The new administration’s impact on FDA was not discussed, though some officials discussed how FDA is moving forward with initiatives begun under President Barack Obama’s administration.
Elizabeth Walther, regulatory counsel in FDA’s Office of Medical Policy Initiatives, discussed the issuance of a proposed rule, lingering for the last several years, that would establish a new Patient Medication Information framework whereby companies would submit an abbreviated one-page document meant to highlight for patients the most important information about a prescription drug.
The information on the one-pager, which would be reviewed by FDA and stored in a central FDA repository, is intended to be used at home by patients, and is not meant to replace or impact professional labeling, instructions for use or patient counseling, Walther explained.
According to an Office of Management and Budget posting, which says the proposal is due for release this month, “The proposed rule would require clear and concise written prescription drug product information presented in a consistent and easily understood format to help patients use their prescription drug products safely and effectively.”

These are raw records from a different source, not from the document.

use std::fmt;
use std::pin::Pin;
use std::sync::Arc;

use futures_util::Stream;
use tonic::codegen::http::uri::Authority;
use tonic::metadata::AsciiMetadataValue;
use tonic::transport::{Channel, ClientTlsConfig, Endpoint, Identity};
use tonic::{Request, Response, Status, Streaming};
use tracing::{debug, info};

use crate::client_info::ClientInfo;
use crate::client_options::ClientCertSource;
use crate::credentials::Credentials;
use crate::error::{Error, Result};
use crate::grpc::{
    SpeechTranslationServiceStub, StreamingTranslateSpeechRequest,
    StreamingTranslateSpeechResponse,
};
use crate::mtls;

pub type RequestStream = Pin<Box<dyn Stream<Item = StreamingTranslateSpeechRequest> + Send>>;

/// Audience of self-signed service account tokens.
pub const AUDIENCE: &str = "https://mediatranslation.googleapis.com/";

const AUTHORIZATION: &str = "authorization";
const USER_PROJECT_HEADER: &str = "x-goog-user-project";
const DEFAULT_PORT: u16 = 443;

/// Carries calls of the speech translation service.
#[tonic::async_trait]
pub trait SpeechTranslationServiceTransport: Send + Sync + fmt::Debug {
    fn host(&self) -> &str;

    async fn streaming_translate_speech(
        &self,
        request: Request<RequestStream>,
    ) -> Result<Response<Streaming<StreamingTranslateSpeechResponse>>, Status>;
}

#[derive(Debug, Clone, Copy, PartialEq, Eq)]
pub enum TransportKind {
    Grpc,
}

/// Transport labels in lookup order; the first one is the default.
const TRANSPORT_REGISTRY: &[(&str, TransportKind)] = &[
    ("grpc_asyncio", TransportKind::Grpc),
    ("grpc", TransportKind::Grpc),
];

pub const DEFAULT_TRANSPORT: &str = TRANSPORT_REGISTRY[0].0;

/// Resolves a transport label, or the default one when `label` is `None`.
pub fn get_transport_class(label: Option<&str>) -> Result<TransportKind> {
    let Some(label) = label else {
        return Ok(TRANSPORT_REGISTRY[0].1);
    };
    TRANSPORT_REGISTRY
        .iter()
        .find(|(name, _)| *name == label)
        .map(|(_, kind)| *kind)
        .ok_or_else(|| Error::UnknownTransport(label.to_string()))
}

impl TransportKind {
    pub async fn build(
        self,
        config: TransportConfig,
    ) -> Result<Arc<dyn SpeechTranslationServiceTransport>> {
        match self {
            Self::Grpc => Ok(Arc::new(GrpcTransport::new(config).await?)),
        }
    }
}

#[derive(Debug, Clone)]
pub struct TransportConfig {
    pub host: String,
    pub credentials: Credentials,
    pub client_cert_source: Option<ClientCertSource>,
    pub quota_project_id: Option<String>,
    pub client_info: ClientInfo,
}

impl TransportConfig {
    #[must_use]
    pub fn new(host: impl Into<String>) -> Self {
        Self {
            host: host.into(),
            credentials: Credentials::Anonymous,
            client_cert_source: None,
            quota_project_id: None,
            client_info: ClientInfo::default(),
        }
    }
}

/// Where and how to dial an endpoint given as `host`, `host:port` or a URL.
#[derive(Debug, Clone, PartialEq, Eq)]
pub(crate) struct Target {
    pub uri: String,
    pub domain: String,
    pub tls: bool,
}

impl Target {
    pub(crate) fn parse(endpoint: &str) -> Result<Self> {
        let (tls, rest) = match endpoint.strip_prefix("http://") {
            Some(rest) => (false, rest),
            None => (true, endpoint.strip_prefix("https://").unwrap_or(endpoint)),
        };
        let authority: Authority = rest
            .split('/')
            .next()
            .unwrap_or(rest)
            .parse()
            .map_err(|e| Error::InvalidArgument(format!("invalid endpoint `{endpoint}`: {e}")))?;
        // IPv6 literals keep their brackets in the authority but not in SNI.
        let domain = authority
            .host()
            .trim_start_matches('[')
            .trim_end_matches(']')
            .to_string();

        let uri = if !tls {
            endpoint.to_string()
        } else if authority.port_u16().is_some() {
            format!("https://{authority}")
        } else {
            format!("https://{authority}:{DEFAULT_PORT}")
        };
        Ok(Self { uri, domain, tls })
    }
}

/// The gRPC transport backed by a lazily connected tonic channel.
#[derive(Clone)]
pub struct GrpcTransport {
    host: String,
    stub: SpeechTranslationServiceStub<Channel>,
    credentials: Credentials,
    quota_project_id: Option<String>,
}

impl fmt::Debug for GrpcTransport {
    fn fmt(&self, f: &mut fmt::Formatter<'_>) -> fmt::Result {
        f.debug_struct("GrpcTransport")
            .field("host", &self.host)
            .field("credentials", &self.credentials)
            .field("quota_project_id", &self.quota_project_id)
            .finish_non_exhaustive()
    }
}

impl GrpcTransport {
    pub async fn new(config: TransportConfig) -> Result<Self> {
        let target = Target::parse(&config.host)?;

        let mut endpoint = Endpoint::from_shared(target.uri.clone())?
            .user_agent(config.client_info.to_user_agent())?;

        if target.tls {
            let mut tls = ClientTlsConfig::new()
                .with_native_roots()
                .domain_name(target.domain.clone());
            if let Some((cert, key)) = client_identity(&config, &target).await? {
                tls = tls.identity(Identity::from_pem(cert, key));
            }
            endpoint = endpoint.tls_config(tls)?;
        }

        info!("speech translation transport for {}", &target.uri);
        Ok(Self {
            host: target.uri,
            stub: SpeechTranslationServiceStub::new(endpoint.connect_lazy()),
            credentials: config.credentials,
            quota_project_id: config.quota_project_id,
        })
    }

    /// Uses a caller-built channel. No credentials are attached to calls.
    #[must_use]
    pub fn from_channel(channel: Channel, host: impl Into<String>) -> Self {
        Self {
            host: host.into(),
            stub: SpeechTranslationServiceStub::new(channel),
            credentials: Credentials::Anonymous,
            quota_project_id: None,
        }
    }

    fn authorize<T>(&self, request: &mut Request<T>) -> Result<(), Status> {
        let token = self
            .credentials
            .bearer_token(AUDIENCE)
            .map_err(|e| Status::unauthenticated(e.to_string()))?;
        let metadata = request.metadata_mut();
        if let Some(token) = token {
            let value = AsciiMetadataValue::try_from(format!("Bearer {token}"))
                .map_err(|_| Status::unauthenticated("invalid header value for `authorization`"))?;
            metadata.insert(AUTHORIZATION, value);
        }
        if let Some(project) = &self.quota_project_id {
            let value = AsciiMetadataValue::try_from(project.as_str()).map_err(|_| {
                Status::invalid_argument(format!("invalid header value for `{USER_PROJECT_HEADER}`"))
            })?;
            metadata.insert(USER_PROJECT_HEADER, value);
        }
        Ok(())
    }
}

async fn client_identity(
    config: &TransportConfig,
    target: &Target,
) -> Result<Option<(Vec<u8>, Vec<u8>)>> {
    if let Some(source) = &config.client_cert_source {
        debug!("using configured client certificate");
        return source.load().await.map(Some);
    }
    if target.domain.contains(".mtls.") && mtls::has_default_client_cert_source() {
        debug!("using default client certificate");
        return mtls::default_client_cert_source().await.map(Some);
    }
    Ok(None)
}

#[tonic::async_trait]
impl SpeechTranslationServiceTransport for GrpcTransport {
    fn host(&self) -> &str {
        &self.host
    }

    async fn streaming_translate_speech(
        &self,
        mut request: Request<RequestStream>,
    ) -> Result<Response<Streaming<StreamingTranslateSpeechResponse>>, Status> {
        self.authorize(&mut request)?;
        let mut stub = self.stub.clone();
        stub.streaming_translate_speech(request.map(ConcreteRequestStream))
            .await
    }
}

/// Names the boxed request stream as a concrete type. Passing the
/// `dyn Stream` straight to the generated stub trips a rustc
/// higher-ranked lifetime error when proving the call future `Send`.
struct ConcreteRequestStream(RequestStream);

impl Stream for ConcreteRequestStream {
    type Item = StreamingTranslateSpeechRequest;

    fn poll_next(
        mut self: Pin<&mut Self>,
        cx: &mut std::task::Context<'_>,
    ) -> std::task::Poll<Option<Self::Item>> {
        self.0.as_mut().poll_next(cx)
    }

    fn size_hint(&self) -> (usize, Option<usize>) {
        self.0.size_hint()
    }
}
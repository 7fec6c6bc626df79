#![cfg_attr(test, allow(warnings))]

//! Translation profiles stored in `~/.config/mediatranslation.toml`.

pub mod config_store;
pub mod config_store_error;
pub mod profile_config;
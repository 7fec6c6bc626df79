#![cfg_attr(test, allow(warnings))]

//! Async client for the streaming speech translation service.

pub mod audio_stream;
pub mod client;
pub mod client_info;
pub mod client_options;
pub mod credentials;
pub mod error;
pub mod grpc;
pub mod method;
pub mod mtls;
pub mod retry;
pub mod session;
pub mod transport;
pub mod translate_stream;

#[cfg(test)]
mod testing;

pub use client::{SpeechTranslationServiceAsyncClient, TransportChoice};
pub use client_options::{ClientCertSource, ClientOptions};
pub use credentials::Credentials;
pub use error::Error;
pub use method::CallOptions;
pub use retry::{Retry, Setting};
pub use session::{TranslationEvent, TranslationSession, TranslationStream};
//! Exponential backoff for establishing calls.

use std::time::Duration;

use rand::Rng;
use tonic::{Code, Status};

const DEFAULT_INITIAL: Duration = Duration::from_secs(1);
const DEFAULT_MAXIMUM: Duration = Duration::from_secs(60);
const DEFAULT_MULTIPLIER: f64 = 2.0;
const DEFAULT_DEADLINE: Duration = Duration::from_secs(120);

/// Which failures to retry and how long to keep trying.
#[derive(Debug, Clone, PartialEq)]
pub struct Retry {
    pub initial: Duration,
    pub maximum: Duration,
    pub multiplier: f64,
    pub deadline: Duration,
    codes: Vec<Code>,
}

impl Default for Retry {
    fn default() -> Self {
        Self {
            initial: DEFAULT_INITIAL,
            maximum: DEFAULT_MAXIMUM,
            multiplier: DEFAULT_MULTIPLIER,
            deadline: DEFAULT_DEADLINE,
            codes: vec![Code::Unavailable],
        }
    }
}

impl Retry {
    /// Retries only on the given status codes.
    #[must_use]
    pub fn on_codes(codes: impl IntoIterator<Item = Code>) -> Self {
        Self {
            codes: codes.into_iter().collect(),
            ..Self::default()
        }
    }

    #[must_use]
    pub const fn with_initial(mut self, initial: Duration) -> Self {
        self.initial = initial;
        self
    }

    #[must_use]
    pub const fn with_maximum(mut self, maximum: Duration) -> Self {
        self.maximum = maximum;
        self
    }

    #[must_use]
    pub const fn with_multiplier(mut self, multiplier: f64) -> Self {
        self.multiplier = multiplier;
        self
    }

    #[must_use]
    pub const fn with_deadline(mut self, deadline: Duration) -> Self {
        self.deadline = deadline;
        self
    }

    #[must_use]
    pub fn codes(&self) -> &[Code] {
        &self.codes
    }

    #[must_use]
    pub fn is_retryable(&self, status: &Status) -> bool {
        self.codes.contains(&status.code())
    }

    /// Jittered sleeps between attempts, averaging out to the nominal delay.
    #[must_use]
    pub fn backoff(&self) -> Backoff {
        Backoff {
            delay: self.initial.as_secs_f64(),
            maximum: self.maximum,
            multiplier: self.multiplier,
        }
    }
}

#[derive(Debug, Clone)]
pub struct Backoff {
    delay: f64,
    maximum: Duration,
    multiplier: f64,
}

impl Iterator for Backoff {
    type Item = Duration;

    fn next(&mut self) -> Option<Duration> {
        let maximum = self.maximum.as_secs_f64();
        // `f64::min` also maps a NaN delay to the maximum.
        let upper = (self.delay * 2.0).min(maximum).max(0.0);
        let sleep = rand::thread_rng().gen_range(0.0..=upper);
        self.delay *= self.multiplier;
        let sleep = Duration::try_from_secs_f64(sleep).unwrap_or(self.maximum);
        Some(sleep.min(self.maximum))
    }
}

/// A per-call override of a method default.
#[derive(Debug, Clone, Default, PartialEq)]
pub enum Setting<T> {
    /// Use whatever the method was wrapped with.
    #[default]
    Default,
    /// Explicitly disable the setting for this call.
    Unset,
    Set(T),
}

impl<T: Clone> Setting<T> {
    #[must_use]
    pub fn resolve(&self, method_default: Option<&T>) -> Option<T> {
        match self {
            Self::Default => method_default.cloned(),
            Self::Unset => None,
            Self::Set(value) => Some(value.clone()),
        }
    }
}

impl<T> From<T> for Setting<T> {
    fn from(value: T) -> Self {
        Self::Set(value)
    }
}
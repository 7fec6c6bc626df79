//! Translating a live audio stream.

use std::collections::VecDeque;
use std::pin::Pin;
use std::task::{Context, Poll, ready};

use async_stream::stream;
use futures_util::{Stream, StreamExt};
use pin_project_lite::pin_project;
use tokio::select;
use tokio_util::sync::CancellationToken;
use tracing::{debug, error, info, trace};

use crate::audio_stream::AudioStream;
use crate::client::SpeechTranslationServiceAsyncClient;
use crate::error::{Error, Result};
use crate::grpc::{
    SpeechEventType, StreamingTranslateSpeechConfig, StreamingTranslateSpeechRequest,
    StreamingTranslateSpeechResponse,
};
use crate::method::CallOptions;
use crate::translate_stream::TranslateSpeechStream;

#[derive(Debug, Clone, PartialEq, Eq)]
pub enum TranslationEvent {
    Translation { text: String, is_final: bool },
    EndOfSingleUtterance,
}

impl TranslationEvent {
    /// Events carried by one response, or the service error it reports.
    pub fn from_response(response: StreamingTranslateSpeechResponse) -> Result<Vec<Self>> {
        if let Some(status) = response.service_error() {
            return Err(Error::Service {
                code: status.code,
                message: status.message.clone(),
            });
        }
        let mut events = Vec::new();
        if let Some(text) = response.text_translation() {
            events.push(Self::Translation {
                text: text.translation.clone(),
                is_final: text.is_final,
            });
        }
        if response.speech_event_type() == SpeechEventType::EndOfSingleUtterance {
            events.push(Self::EndOfSingleUtterance);
        }
        Ok(events)
    }
}

/// One translation call fed from an audio source.
#[derive(Debug)]
pub struct TranslationSession {
    config: StreamingTranslateSpeechConfig,
    cancellation: CancellationToken,
}

impl TranslationSession {
    #[must_use]
    pub fn new(config: StreamingTranslateSpeechConfig) -> Self {
        Self {
            config,
            cancellation: CancellationToken::new(),
        }
    }

    /// Token to hand to the audio capture so it stops with the session.
    #[must_use]
    pub fn cancellation_token(&self) -> CancellationToken {
        self.cancellation.clone()
    }

    pub async fn run(
        self,
        client: &SpeechTranslationServiceAsyncClient,
        audio_stream: AudioStream,
        options: CallOptions,
    ) -> Result<TranslationStream> {
        info!("starting translation session");
        let requests = requests(self.config, audio_stream, self.cancellation.clone());
        let inner = match client.streaming_translate_speech(requests, options).await {
            Ok(inner) => inner,
            Err(e) => {
                self.cancellation.cancel();
                return Err(e);
            }
        };
        Ok(TranslationStream {
            inner,
            cancellation: self.cancellation,
            pending: VecDeque::new(),
            done: false,
        })
    }
}

fn requests(
    config: StreamingTranslateSpeechConfig,
    mut audio_stream: AudioStream,
    cancellation: CancellationToken,
) -> impl Stream<Item = StreamingTranslateSpeechRequest> + Send + 'static {
    stream! {
        yield StreamingTranslateSpeechRequest::config(config);
        loop {
            select! {
                () = cancellation.cancelled() => {
                    debug!("session cancelled, closing audio");
                    break;
                }
                chunk = audio_stream.next() => {
                    match chunk {
                        Some(Ok(chunk)) if chunk.is_empty() => continue,
                        Some(Ok(chunk)) => {
                            trace!("sending {} bytes of audio", chunk.len());
                            yield StreamingTranslateSpeechRequest::audio(chunk);
                        }
                        Some(Err(err)) => {
                            error!("audio error: {err:?}");
                            break;
                        }
                        None => {
                            info!("audio stream finished");
                            break;
                        }
                    }
                }
            }
        }
    }
}

pin_project! {
    /// Translation events of a running session. Dropping it stops the audio.
    pub struct TranslationStream {
        #[pin]
        inner: TranslateSpeechStream,
        cancellation: CancellationToken,
        pending: VecDeque<TranslationEvent>,
        done: bool,
    }

    impl PinnedDrop for TranslationStream {
        fn drop(this: Pin<&mut Self>) {
            this.project().cancellation.cancel();
        }
    }
}

impl Stream for TranslationStream {
    type Item = Result<TranslationEvent>;

    fn poll_next(self: Pin<&mut Self>, cx: &mut Context<'_>) -> Poll<Option<Self::Item>> {
        let mut this = self.project();
        loop {
            if let Some(event) = this.pending.pop_front() {
                return Poll::Ready(Some(Ok(event)));
            }
            if *this.done {
                return Poll::Ready(None);
            }
            let item = ready!(this.inner.as_mut().poll_next(cx));
            let events = match item {
                Some(Ok(response)) => TranslationEvent::from_response(response),
                Some(Err(err)) => Err(err),
                None => {
                    *this.done = true;
                    this.cancellation.cancel();
                    continue;
                }
            };
            match events {
                Ok(events) => this.pending.extend(events),
                Err(err) => {
                    *this.done = true;
                    this.cancellation.cancel();
                    return Poll::Ready(Some(Err(err)));
                }
            }
        }
    }
}

#[cfg(test)]
mod tests {
    use std::io;
    use std::time::Duration;

    use futures_util::stream;
    use tokio_util::bytes::Bytes;

    use super::*;
    use crate::client::TransportChoice;
    use crate::client_options::ClientOptions;
    use crate::credentials::Credentials;
    use crate::grpc::RpcStatus;
    use crate::testing::{FakeTranslationService, spawn_server, streaming_config, translation};

    async fn client(service: FakeTranslationService) -> SpeechTranslationServiceAsyncClient {
        let endpoint = spawn_server(service).await;
        SpeechTranslationServiceAsyncClient::new(
            Some(Credentials::Anonymous),
            TransportChoice::default(),
            Some(ClientOptions::default().with_api_endpoint(endpoint)),
        )
        .await
        .unwrap()
    }

    fn chunks(chunks: Vec<io::Result<Bytes>>) -> AudioStream {
        AudioStream::new(stream::iter(chunks))
    }

    #[test]
    fn responses_map_to_events() {
        let events = TranslationEvent::from_response(translation("hola", false)).unwrap();
        assert_eq!(
            events,
            vec![TranslationEvent::Translation {
                text: "hola".to_string(),
                is_final: false
            }]
        );

        let end = StreamingTranslateSpeechResponse {
            speech_event_type: SpeechEventType::EndOfSingleUtterance as i32,
            ..Default::default()
        };
        assert_eq!(
            TranslationEvent::from_response(end).unwrap(),
            vec![TranslationEvent::EndOfSingleUtterance]
        );

        let failed = StreamingTranslateSpeechResponse {
            error: Some(RpcStatus {
                code: 11,
                message: "audio too long".to_string(),
                details: vec![],
            }),
            ..Default::default()
        };
        let Err(Error::Service { code, message }) = TranslationEvent::from_response(failed) else {
            panic!("must fail")
        };
        assert_eq!(code, 11);
        assert_eq!(message, "audio too long");
    }

    #[tokio::test]
    async fn requests_start_with_config_and_skip_empty_chunks() {
        let audio = chunks(vec![
            Ok(Bytes::from_static(b"ab")),
            Ok(Bytes::new()),
            Ok(Bytes::from_static(b"c")),
            Err(io::Error::other("mic unplugged")),
            Ok(Bytes::from_static(b"never sent")),
        ]);
        let sent: Vec<_> = requests(streaming_config(false), audio, CancellationToken::new())
            .collect()
            .await;

        assert_eq!(sent.len(), 3);
        assert!(sent[0].is_config());
        assert!(sent[1..].iter().all(StreamingTranslateSpeechRequest::is_audio));
    }

    #[tokio::test]
    async fn cancellation_closes_the_request_stream() {
        let cancellation = CancellationToken::new();
        cancellation.cancel();
        let audio = AudioStream::new(stream::pending());
        let sent: Vec<_> = requests(streaming_config(false), audio, cancellation)
            .collect()
            .await;
        assert_eq!(sent.len(), 1);
    }

    #[tokio::test]
    async fn session_yields_translations_and_utterance_end() {
        let client = client(FakeTranslationService::default()).await;
        let session = TranslationSession::new(streaming_config(true));
        let token = session.cancellation_token();
        let audio = chunks(vec![
            Ok(Bytes::from_static(b"1234")),
            Ok(Bytes::from_static(b"56")),
        ]);

        let events: Vec<_> = session
            .run(&client, audio, CallOptions::default())
            .await
            .unwrap()
            .collect()
            .await;
        let events: Vec<_> = events.into_iter().map(Result::unwrap).collect();

        assert_eq!(
            events,
            vec![
                TranslationEvent::Translation {
                    text: "4".to_string(),
                    is_final: false
                },
                TranslationEvent::Translation {
                    text: "6".to_string(),
                    is_final: false
                },
                TranslationEvent::Translation {
                    text: "total 6".to_string(),
                    is_final: true
                },
                TranslationEvent::EndOfSingleUtterance,
            ]
        );
        assert!(token.is_cancelled());
    }

    #[tokio::test]
    async fn embedded_service_error_ends_the_session() {
        let client = client(FakeTranslationService {
            embedded_error: Some((3, "unsupported language".to_string())),
            ..Default::default()
        })
        .await;
        let session = TranslationSession::new(streaming_config(false));
        let audio = AudioStream::new(stream::pending());

        let mut events = session
            .run(&client, audio, CallOptions::default().with_timeout(Duration::from_secs(10)))
            .await
            .unwrap();
        let Some(Err(Error::Service { code, message })) = events.next().await else {
            panic!("expected a service error")
        };
        assert_eq!(code, 3);
        assert_eq!(message, "unsupported language");
        assert!(events.next().await.is_none());
    }

    #[tokio::test]
    async fn dropping_the_stream_cancels_capture() {
        let client = client(FakeTranslationService::default()).await;
        let session = TranslationSession::new(streaming_config(false));
        let token = session.cancellation_token();
        let events = session
            .run(&client, AudioStream::new(stream::pending()), CallOptions::default())
            .await
            .unwrap();
        assert!(!token.is_cancelled());
        drop(events);
        assert!(token.is_cancelled());
    }
}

The need for this abbreviated information for patients comes as FDA notes that patients currently receive one or more types of written patient information that are frequently duplicative, incomplete, conflicting or difficult to read and understand and is not sufficient to meet the needs of patients.
What remains to be seen is whether such a proposed rule would be issued under FDA leadership appointed under the new Donald Trump administration and whether this proposed rule would fall under the new “one in, two out” executive order.